Try it
Once the line containing "let mut archive" is found in the records below, return it and each following line exactly, up to and including the line containing "archive = if", and nothing else.

Stored items
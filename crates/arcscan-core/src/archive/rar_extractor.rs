//! Rar extractor implementation

use super::extractor::Extractor;
use crate::Result;
use std::fs;
use std::path::{Component, Path};
use tracing::{debug, warn};
use unrar::Archive;

/// Rar extractor
pub struct RarExtractor;

impl Default for RarExtractor {
    fn default() -> Self {
        Self::new()
    }
}

impl RarExtractor {
    /// Create a new rar extractor
    pub fn new() -> Self {
        Self
    }
}

/// Entry names that stay inside the destination
fn is_enclosed(name: &Path) -> bool {
    name.components()
        .all(|c| matches!(c, Component::Normal(_) | Component::CurDir))
}

impl Extractor for RarExtractor {
    fn extract(&self, source: &Path, destination: &Path) -> Result<()> {
        let mut archive = Archive::new(source).open_for_processing()?;

        while let Some(header) = archive.read_header()? {
            let filename = header.entry().filename.clone();

            if !is_enclosed(&filename) {
                warn!("Skipping rar entry outside destination: {:?}", filename);
                archive = header.skip()?;
                continue;
            }

            let target = destination.join(&filename);
            archive = if header.entry().is_file() {
                if let Some(parent) = target.parent() {
                    fs::create_dir_all(parent)?;
                }
                debug!("Extracting: {:?}", filename);
                header.extract_to(&target)?
            } else {
                if header.entry().is_directory() {
                    fs::create_dir_all(&target)?;
                }
                header.skip()?
            };
        }

        Ok(())
    }

    fn format_name(&self) -> &'static str {
        "rar"
    }
}

#[cfg(test)]
mod tests {
    use super::*;
    use tempfile::TempDir;

    #[test]
    fn test_enclosed_names() {
        assert!(is_enclosed(Path::new("a/b.txt")));
        assert!(is_enclosed(Path::new("./a")));
        assert!(!is_enclosed(Path::new("../escape.txt")));
        assert!(!is_enclosed(Path::new("/etc/passwd")));
    }

    #[test]
    fn test_invalid_rar_fails() {
        let temp_dir = TempDir::new().unwrap();
        let archive_path = temp_dir.path().join("test.rar");
        fs::write(&archive_path, b"Rar! but not really").unwrap();

        let result = RarExtractor::new().extract(&archive_path, temp_dir.path());
        assert!(matches!(result, Err(crate::Error::Rar(_))));
    }
}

Answer section
        let mut archive = Archive::new(source).open_for_processing()?;

        while let Some(header) = archive.read_header()? {
            let filename = header.entry().filename.clone();

            if !is_enclosed(&filename) {
                warn!("Skipping rar entry outside destination: {:?}", filename);
                archive = header.skip()?;
                continue;
            }

            let target = destination.join(&filename);
            archive = if header.entry().is_file() {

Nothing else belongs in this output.